**Work task**
Would you write out the entries below, every one of them, exactly?

Stored items
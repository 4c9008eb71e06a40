use std::fmt::{Debug, Display};

use clap::ValueEnum;
use itertools::Itertools;

use crate::errors::HeapError;

/// The ordering discipline of a heap.
#[derive(Debug, Clone, Copy, PartialEq, Eq, Default, ValueEnum)]
pub enum Mode {
    /// Every parent is no greater than its children.
    Min,
    /// Every parent is no less than its children.
    #[default]
    Max,
}

impl Mode {
    pub fn flipped(self) -> Mode {
        match self {
            Mode::Min => Mode::Max,
            Mode::Max => Mode::Min,
        }
    }

    /// True if `lhs` must sit strictly above `rhs` in a heap of this mode.
    fn precedes<T: Ord>(self, lhs: &T, rhs: &T) -> bool {
        match self {
            Mode::Min => lhs < rhs,
            Mode::Max => lhs > rhs,
        }
    }
}

impl Display for Mode {
    fn fmt(&self, f: &mut std::fmt::Formatter<'_>) -> std::fmt::Result {
        match self {
            Mode::Min => write!(f, "min heap"),
            Mode::Max => write!(f, "max heap"),
        }
    }
}

/// An array backed binary heap whose ordering can be switched at runtime.
///
/// The root lives at index 0; the children of `i` are `2i + 1` and `2i + 2`.
/// Popped slots are released back to the `Vec`, which keeps its allocation,
/// so push/pop cycles reuse storage.
pub struct Heap<T: Ord> {
    items: Vec<T>,
    mode: Mode,
}

impl<T: Ord> Heap<T> {
    pub fn new(mode: Mode) -> Heap<T> {
        Heap {
            items: Vec::new(),
            mode,
        }
    }

    pub fn with_capacity(capacity: usize, mode: Mode) -> Heap<T> {
        Heap {
            items: Vec::with_capacity(capacity),
            mode,
        }
    }

    /// Build a heap in linear time, taking ownership of `items`.
    pub fn from_vec(items: Vec<T>, mode: Mode) -> Heap<T> {
        let mut heap = Heap { items, mode };
        log::debug!("building {} from {} items", heap.mode, heap.items.len());
        heap.heapify();
        heap
    }

    /// Build a heap from a copy of `items`; the caller's slice is left untouched.
    pub fn from_slice(items: &[T], mode: Mode) -> Heap<T>
    where
        T: Clone,
    {
        Heap::from_vec(items.to_vec(), mode)
    }

    pub fn mode(&self) -> Mode {
        self.mode
    }

    pub fn len(&self) -> usize {
        self.items.len()
    }

    pub fn is_empty(&self) -> bool {
        self.items.is_empty()
    }

    pub fn capacity(&self) -> usize {
        self.items.capacity()
    }

    pub fn clear(&mut self) {
        self.items.clear();
    }

    pub fn push(&mut self, item: T) {
        self.items.push(item);
        let n = self.items.len();
        self.upheap(n - 1);
    }

    /// Remove and return the extreme element.
    pub fn pop(&mut self) -> std::result::Result<T, HeapError> {
        if self.items.is_empty() {
            return Err(HeapError::EmptyHeap("pop"));
        }
        // The last item takes the root's slot.
        let res = self.items.swap_remove(0);
        self.downheap(0);
        Ok(res)
    }

    pub fn top(&self) -> std::result::Result<&T, HeapError> {
        self.items.first().ok_or(HeapError::EmptyHeap("top"))
    }

    /// Swap the root for `item`, returning the old root.
    pub fn replace_top(&mut self, item: T) -> std::result::Result<T, HeapError> {
        match self.items.first_mut() {
            Some(front) => {
                let res = std::mem::replace(front, item);
                self.downheap(0);
                Ok(res)
            }
            None => Err(HeapError::EmptyHeap("replace_top")),
        }
    }

    pub fn set_mode(&mut self, mode: Mode) {
        self.mode = mode;
        log::debug!("re-heapifying {} items as {}", self.items.len(), mode);
        self.heapify();
    }

    pub fn iter(&self) -> impl Iterator<Item = &T> {
        self.items.iter()
    }

    /// Consume the heap, returning its items in extraction order.
    pub fn into_sorted_vec(mut self) -> Vec<T> {
        let mut res = Vec::with_capacity(self.items.len());
        while let Ok(item) = self.pop() {
            res.push(item);
        }
        res
    }

    pub fn describe(&self) -> String
    where
        T: Display,
    {
        format!(
            "Heap type: {}\nHeap size: {}\nHeap items: [{}]",
            self.mode,
            self.items.len(),
            self.items.iter().join(", ")
        )
    }

    fn heapify(&mut self) {
        let n = self.items.len();
        for i in (0..n).rev() {
            self.downheap(i);
        }
    }

    fn upheap(&mut self, i: usize) {
        let mut i = i;
        while i > 0 {
            let p = (i - 1) / 2;
            if self.mode.precedes(&self.items[i], &self.items[p]) {
                self.items.swap(i, p);
                i = p;
            } else {
                break;
            }
        }
    }

    fn downheap(&mut self, p: usize) {
        let n = self.items.len();
        let mut p = p;
        let mut c = 2 * p + 1;
        while c < n {
            // Right child only wins on a strict comparison.
            if c + 1 < n && self.mode.precedes(&self.items[c + 1], &self.items[c]) {
                c += 1;
            }
            if self.mode.precedes(&self.items[c], &self.items[p]) {
                self.items.swap(c, p);
                p = c;
                c = 2 * p + 1;
            } else {
                break;
            }
        }
    }
}

impl<T: Ord> Default for Heap<T> {
    fn default() -> Self {
        Heap::new(Mode::Max)
    }
}

impl<T: Ord> From<Vec<T>> for Heap<T> {
    fn from(value: Vec<T>) -> Self {
        Heap::from_vec(value, Mode::Max)
    }
}

impl<T: Ord> FromIterator<T> for Heap<T> {
    fn from_iter<I: IntoIterator<Item = T>>(iter: I) -> Self {
        Heap::from_vec(iter.into_iter().collect(), Mode::Max)
    }
}

impl<T: Ord> Extend<T> for Heap<T> {
    fn extend<I: IntoIterator<Item = T>>(&mut self, iter: I) {
        for item in iter {
            self.push(item);
        }
    }
}

impl<T: Ord + Display> Display for Heap<T> {
    fn fmt(&self, f: &mut std::fmt::Formatter<'_>) -> std::fmt::Result {
        write!(f, "{}", self.describe())
    }
}

impl<T: Ord + Debug> Debug for Heap<T> {
    fn fmt(&self, f: &mut std::fmt::Formatter<'_>) -> std::fmt::Result {
        f.debug_struct("Heap")
            .field("mode", &self.mode)
            .field("items", &self.items)
            .finish()
    }
}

**Answer space**
repository 4c9008eb71e06a40
use std::fmt::{Debug, Display};

use clap::ValueEnum;
use itertools::Itertools;

use crate::errors::HeapError;

/// The ordering discipline of a heap.
#[derive(Debug, Clone, Copy, PartialEq, Eq, Default, ValueEnum)]
pub enum Mode {
    /// Every parent is no greater than its children.
    Min,
    /// Every parent is no less than its children.
    #[default]
    Max,
}

impl Mode {
    pub fn flipped(self) -> Mode {
        match self {
            Mode::Min => Mode::Max,
            Mode::Max => Mode::Min,
        }
    }

    /// True if `lhs` must sit strictly above `rhs` in a heap of this mode.
    fn precedes<T: Ord>(self, lhs: &T, rhs: &T) -> bool {
        match self {
            Mode::Min => lhs < rhs,
            Mode::Max => lhs > rhs,
        }
    }
}

impl Display for Mode {
    fn fmt(&self, f: &mut std::fmt::Formatter<'_>) -> std::fmt::Result {
        match self {
            Mode::Min => write!(f, "min heap"),
            Mode::Max => write!(f, "max heap"),
        }
    }
}

/// An array backed binary heap whose ordering can be switched at runtime.
///
/// The root lives at index 0; the children of `i` are `2i + 1` and `2i + 2`.
/// Popped slots are released back to the `Vec`, which keeps its allocation,
/// so push/pop cycles reuse storage.
pub struct Heap<T: Ord> {
    items: Vec<T>,
    mode: Mode,
}

impl<T: Ord> Heap<T> {
    pub fn new(mode: Mode) -> Heap<T> {
        Heap {
            items: Vec::new(),
            mode,
        }
    }

    pub fn with_capacity(capacity: usize, mode: Mode) -> Heap<T> {
        Heap {
            items: Vec::with_capacity(capacity),
            mode,
        }
    }

    /// Build a heap in linear time, taking ownership of `items`.
    pub fn from_vec(items: Vec<T>, mode: Mode) -> Heap<T> {
        let mut heap = Heap { items, mode };
        log::debug!("building {} from {} items", heap.mode, heap.items.len());
        heap.heapify();
        heap
    }

    /// Build a heap from a copy of `items`; the caller's slice is left untouched.
    pub fn from_slice(items: &[T], mode: Mode) -> Heap<T>
    where
        T: Clone,
    {
        Heap::from_vec(items.to_vec(), mode)
    }

    pub fn mode(&self) -> Mode {
        self.mode
    }

    pub fn len(&self) -> usize {
        self.items.len()
    }

    pub fn is_empty(&self) -> bool {
        self.items.is_empty()
    }

    pub fn capacity(&self) -> usize {
        self.items.capacity()
    }

    pub fn clear(&mut self) {
        self.items.clear();
    }

    pub fn push(&mut self, item: T) {
        self.items.push(item);
        let n = self.items.len();
        self.upheap(n - 1);
    }

    /// Remove and return the extreme element.
    pub fn pop(&mut self) -> std::result::Result<T, HeapError> {
        if self.items.is_empty() {
            return Err(HeapError::EmptyHeap("pop"));
        }
        // The last item takes the root's slot.
        let res = self.items.swap_remove(0);
        self.downheap(0);
        Ok(res)
    }

    pub fn top(&self) -> std::result::Result<&T, HeapError> {
        self.items.first().ok_or(HeapError::EmptyHeap("top"))
    }

    /// Swap the root for `item`, returning the old root.
    pub fn replace_top(&mut self, item: T) -> std::result::Result<T, HeapError> {
        match self.items.first_mut() {
            Some(front) => {
                let res = std::mem::replace(front, item);
                self.downheap(0);
                Ok(res)
            }
            None => Err(HeapError::EmptyHeap("replace_top")),
        }
    }

    pub fn set_mode(&mut self, mode: Mode) {
        self.mode = mode;
        log::debug!("re-heapifying {} items as {}", self.items.len(), mode);
        self.heapify();
    }

    pub fn iter(&self) -> impl Iterator<Item = &T> {
        self.items.iter()
    }

    /// Consume the heap, returning its items in extraction order.
    pub fn into_sorted_vec(mut self) -> Vec<T> {
        let mut res = Vec::with_capacity(self.items.len());
        while let Ok(item) = self.pop() {
            res.push(item);
        }
        res
    }

    pub fn describe(&self) -> String
    where
        T: Display,
    {
        format!(
            "Heap type: {}\nHeap size: {}\nHeap items: [{}]",
            self.mode,
            self.items.len(),
            self.items.iter().join(", ")
        )
    }

    fn heapify(&mut self) {
        let n = self.items.len();
        for i in (0..n).rev() {
            self.downheap(i);
        }
    }

    fn upheap(&mut self, i: usize) {
        let mut i = i;
        while i > 0 {
            let p = (i - 1) / 2;
            if self.mode.precedes(&self.items[i], &self.items[p]) {
                self.items.swap(i, p);
                i = p;
            } else {
                break;
            }
        }
    }

    fn downheap(&mut self, p: usize) {
        let n = self.items.len();
        let mut p = p;
        let mut c = 2 * p + 1;
        while c < n {
            // Right child only wins on a strict comparison.
            if c + 1 < n && self.mode.precedes(&self.items[c + 1], &self.items[c]) {
                c += 1;
            }
            if self.mode.precedes(&self.items[c], &self.items[p]) {
                self.items.swap(c, p);
                p = c;
                c = 2 * p + 1;
            } else {
                break;
            }
        }
    }
}

impl<T: Ord> Default for Heap<T> {
    fn default() -> Self {
        Heap::new(Mode::Max)
    }
}

impl<T: Ord> From<Vec<T>> for Heap<T> {
    fn from(value: Vec<T>) -> Self {
        Heap::from_vec(value, Mode::Max)
    }
}

impl<T: Ord> FromIterator<T> for Heap<T> {
    fn from_iter<I: IntoIterator<Item = T>>(iter: I) -> Self {
        Heap::from_vec(iter.into_iter().collect(), Mode::Max)
    }
}

impl<T: Ord> Extend<T> for Heap<T> {
    fn extend<I: IntoIterator<Item = T>>(&mut self, iter: I) {
        for item in iter {
            self.push(item);
        }
    }
}

impl<T: Ord + Display> Display for Heap<T> {
    fn fmt(&self, f: &mut std::fmt::Formatter<'_>) -> std::fmt::Result {
        write!(f, "{}", self.describe())
    }
}

impl<T: Ord + Debug> Debug for Heap<T> {
    fn fmt(&self, f: &mut std::fmt::Formatter<'_>) -> std::fmt::Result {
        f.debug_struct("Heap")
            .field("mode", &self.mode)
            .field("items", &self.items)
            .finish()
    }
}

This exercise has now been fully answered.